### EXTRACTED DATA
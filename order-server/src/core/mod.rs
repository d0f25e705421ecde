//! Core infrastructure: configuration, errors, state wiring and
//! background task management.

pub mod config;
pub mod error;
pub mod state;
pub mod tasks;

pub use config::Config;
pub use error::{OrderError, OrderResult};
pub use state::AppState;
pub use tasks::{BackgroundTasks, TaskKind};
//! 服务器配置
//!
//! # 环境变量
//!
//! 所有配置项都可以通过环境变量覆盖：
//!
//! | 环境变量 | 默认值 | 说明 |
//! |----------|--------|------|
//! | SHOP_ADDRESS | 200 Example Avenue | 门店地址 (配送起点) |
//! | MAX_DELIVERY_DISTANCE_M | 5000 | 配送距离上限 (距离单位) |
//! | PAYMENT_TIMEOUT_MINUTES | 15 | 待付款订单超时时间 |
//! | PAYMENT_SWEEP_INTERVAL_SECS | 60 | 支付超时扫描间隔 |
//! | COMPLETION_SWEEP_HOUR | 1 | 派送完成扫描触发时刻 (0-23) |
//! | COMPLETION_GRACE_MINUTES | 60 | 派送订单宽限时间 |
//! | CACHE_TTL_SECS | 3600 | 结果缓存 TTL |
//! | FILTER_EXPECTED_INSERTIONS | 2048 | 存在过滤器期望插入数 |
//! | FILTER_FALSE_POSITIVE_RATE | 0.01 | 存在过滤器误判率 |
//! | ROUTE_API_URL | (empty) | 路线规划服务地址 |
//! | ROUTE_API_KEY | (empty) | 路线规划服务密钥 |
//! | LOG_DIR | (empty) | 日志目录 (为空则仅控制台) |
//! | ENVIRONMENT | development | 运行环境 |
//!
//! # 示例
//!
//! ```ignore
//! MAX_DELIVERY_DISTANCE_M=8000 CACHE_TTL_SECS=600 cargo run
//! ```
#[derive(Debug, Clone)]
pub struct Config {
    /// 门店地址，配送路线规划的固定起点
    pub shop_address: String,
    /// 配送距离上限 (距离单位，路线服务返回值)
    pub max_delivery_distance_m: u32,
    /// 待付款订单超时时间 (分钟)
    pub payment_timeout_minutes: i64,
    /// 支付超时扫描间隔 (秒)
    pub payment_sweep_interval_secs: u64,
    /// 派送完成扫描触发时刻 (0-23, 选在低峰)
    pub completion_sweep_hour: u32,
    /// 派送中订单在被强制完成前的宽限时间 (分钟)
    pub completion_grace_minutes: i64,
    /// 结果缓存 TTL (秒)
    pub cache_ttl_secs: u64,
    /// 存在过滤器期望插入数 (构造时固定)
    pub filter_expected_insertions: usize,
    /// 存在过滤器目标误判率 (构造时固定)
    pub filter_false_positive_rate: f64,
    /// 路线规划服务地址 (为空则使用固定距离桩)
    pub route_api_url: String,
    /// 路线规划服务密钥
    pub route_api_key: String,
    /// 日志目录
    pub log_dir: Option<String>,
    /// 运行环境: development | staging | production
    pub environment: String,
}

impl Config {
    /// 从环境变量加载配置
    ///
    /// 如果环境变量未设置，使用默认值
    pub fn from_env() -> Self {
        Self {
            shop_address: std::env::var("SHOP_ADDRESS")
                .unwrap_or_else(|_| "200 Example Avenue".into()),
            max_delivery_distance_m: std::env::var("MAX_DELIVERY_DISTANCE_M")
                .ok()
                .and_then(|v| v.parse().ok())
                .unwrap_or(5000),
            payment_timeout_minutes: std::env::var("PAYMENT_TIMEOUT_MINUTES")
                .ok()
                .and_then(|v| v.parse().ok())
                .unwrap_or(15),
            payment_sweep_interval_secs: std::env::var("PAYMENT_SWEEP_INTERVAL_SECS")
                .ok()
                .and_then(|v| v.parse().ok())
                .unwrap_or(60),
            completion_sweep_hour: std::env::var("COMPLETION_SWEEP_HOUR")
                .ok()
                .and_then(|v| v.parse().ok())
                .unwrap_or(1),
            completion_grace_minutes: std::env::var("COMPLETION_GRACE_MINUTES")
                .ok()
                .and_then(|v| v.parse().ok())
                .unwrap_or(60),
            cache_ttl_secs: std::env::var("CACHE_TTL_SECS")
                .ok()
                .and_then(|v| v.parse().ok())
                .unwrap_or(3600),
            filter_expected_insertions: std::env::var("FILTER_EXPECTED_INSERTIONS")
                .ok()
                .and_then(|v| v.parse().ok())
                .unwrap_or(2048),
            filter_false_positive_rate: std::env::var("FILTER_FALSE_POSITIVE_RATE")
                .ok()
                .and_then(|v| v.parse().ok())
                .unwrap_or(0.01),
            route_api_url: std::env::var("ROUTE_API_URL").unwrap_or_default(),
            route_api_key: std::env::var("ROUTE_API_KEY").unwrap_or_default(),
            log_dir: std::env::var("LOG_DIR").ok().filter(|v| !v.is_empty()),
            environment: std::env::var("ENVIRONMENT").unwrap_or_else(|_| "development".into()),
        }
    }

    /// 是否生产环境
    pub fn is_production(&self) -> bool {
        self.environment == "production"
    }

    /// 结果缓存 TTL
    pub fn cache_ttl(&self) -> std::time::Duration {
        std::time::Duration::from_secs(self.cache_ttl_secs)
    }
}

impl Default for Config {
    fn default() -> Self {
        Self::from_env()
    }
}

### WHAT IS REQUIRED
Your reply should consist of the records, duplicated exactly.

### RESULT FOR THIS TASK
filename order-server/src/core/mod.rs
repository d0f25e705421ecde
//! Core infrastructure: configuration, errors, state wiring and
//! background task management.

pub mod config;
pub mod error;
pub mod state;
pub mod tasks;

pub use config::Config;
pub use error::{OrderError, OrderResult};
pub use state::AppState;
pub use tasks::{BackgroundTasks, TaskKind};
//! 服务器配置
//!
//! # 环境变量
//!
//! 所有配置项都可以通过环境变量覆盖：
//!
//! | 环境变量 | 默认值 | 说明 |
//! |----------|--------|------|
//! | SHOP_ADDRESS | 200 Example Avenue | 门店地址 (配送起点) |
//! | MAX_DELIVERY_DISTANCE_M | 5000 | 配送距离上限 (距离单位) |
//! | PAYMENT_TIMEOUT_MINUTES | 15 | 待付款订单超时时间 |
//! | PAYMENT_SWEEP_INTERVAL_SECS | 60 | 支付超时扫描间隔 |
//! | COMPLETION_SWEEP_HOUR | 1 | 派送完成扫描触发时刻 (0-23) |
//! | COMPLETION_GRACE_MINUTES | 60 | 派送订单宽限时间 |
//! | CACHE_TTL_SECS | 3600 | 结果缓存 TTL |
//! | FILTER_EXPECTED_INSERTIONS | 2048 | 存在过滤器期望插入数 |
//! | FILTER_FALSE_POSITIVE_RATE | 0.01 | 存在过滤器误判率 |
//! | ROUTE_API_URL | (empty) | 路线规划服务地址 |
//! | ROUTE_API_KEY | (empty) | 路线规划服务密钥 |
//! | LOG_DIR | (empty) | 日志目录 (为空则仅控制台) |
//! | ENVIRONMENT | development | 运行环境 |
//!
//! # 示例
//!
//! ```ignore
//! MAX_DELIVERY_DISTANCE_M=8000 CACHE_TTL_SECS=600 cargo run
//! ```
#[derive(Debug, Clone)]
pub struct Config {
    /// 门店地址，配送路线规划的固定起点
    pub shop_address: String,
    /// 配送距离上限 (距离单位，路线服务返回值)
    pub max_delivery_distance_m: u32,
    /// 待付款订单超时时间 (分钟)
    pub payment_timeout_minutes: i64,
    /// 支付超时扫描间隔 (秒)
    pub payment_sweep_interval_secs: u64,
    /// 派送完成扫描触发时刻 (0-23, 选在低峰)
    pub completion_sweep_hour: u32,
    /// 派送中订单在被强制完成前的宽限时间 (分钟)
    pub completion_grace_minutes: i64,
    /// 结果缓存 TTL (秒)
    pub cache_ttl_secs: u64,
    /// 存在过滤器期望插入数 (构造时固定)
    pub filter_expected_insertions: usize,
    /// 存在过滤器目标误判率 (构造时固定)
    pub filter_false_positive_rate: f64,
    /// 路线规划服务地址 (为空则使用固定距离桩)
    pub route_api_url: String,
    /// 路线规划服务密钥
    pub route_api_key: String,
    /// 日志目录
    pub log_dir: Option<String>,
    /// 运行环境: development | staging | production
    pub environment: String,
}

impl Config {
    /// 从环境变量加载配置
    ///
    /// 如果环境变量未设置，使用默认值
    pub fn from_env() -> Self {
        Self {
            shop_address: std::env::var("SHOP_ADDRESS")
                .unwrap_or_else(|_| "200 Example Avenue".into()),
            max_delivery_distance_m: std::env::var("MAX_DELIVERY_DISTANCE_M")
                .ok()
                .and_then(|v| v.parse().ok())
                .unwrap_or(5000),
            payment_timeout_minutes: std::env::var("PAYMENT_TIMEOUT_MINUTES")
                .ok()
                .and_then(|v| v.parse().ok())
                .unwrap_or(15),
            payment_sweep_interval_secs: std::env::var("PAYMENT_SWEEP_INTERVAL_SECS")
                .ok()
                .and_then(|v| v.parse().ok())
                .unwrap_or(60),
            completion_sweep_hour: std::env::var("COMPLETION_SWEEP_HOUR")
                .ok()
                .and_then(|v| v.parse().ok())
                .unwrap_or(1),
            completion_grace_minutes: std::env::var("COMPLETION_GRACE_MINUTES")
                .ok()
                .and_then(|v| v.parse().ok())
                .unwrap_or(60),
            cache_ttl_secs: std::env::var("CACHE_TTL_SECS")
                .ok()
                .and_then(|v| v.parse().ok())
                .unwrap_or(3600),
            filter_expected_insertions: std::env::var("FILTER_EXPECTED_INSERTIONS")
                .ok()
                .and_then(|v| v.parse().ok())
                .unwrap_or(2048),
            filter_false_positive_rate: std::env::var("FILTER_FALSE_POSITIVE_RATE")
                .ok()
                .and_then(|v| v.parse().ok())
                .unwrap_or(0.01),
            route_api_url: std::env::var("ROUTE_API_URL").unwrap_or_default(),
            route_api_key: std::env::var("ROUTE_API_KEY").unwrap_or_default(),
            log_dir: std::env::var("LOG_DIR").ok().filter(|v| !v.is_empty()),
            environment: std::env::var("ENVIRONMENT").unwrap_or_else(|_| "development".into()),
        }
    }

    /// 是否生产环境
    pub fn is_production(&self) -> bool {
        self.environment == "production"
    }

    /// 结果缓存 TTL
    pub fn cache_ttl(&self) -> std::time::Duration {
        std::time::Duration::from_secs(self.cache_ttl_secs)
    }
}

impl Default for Config {
    fn default() -> Self {
        Self::from_env()
    }
}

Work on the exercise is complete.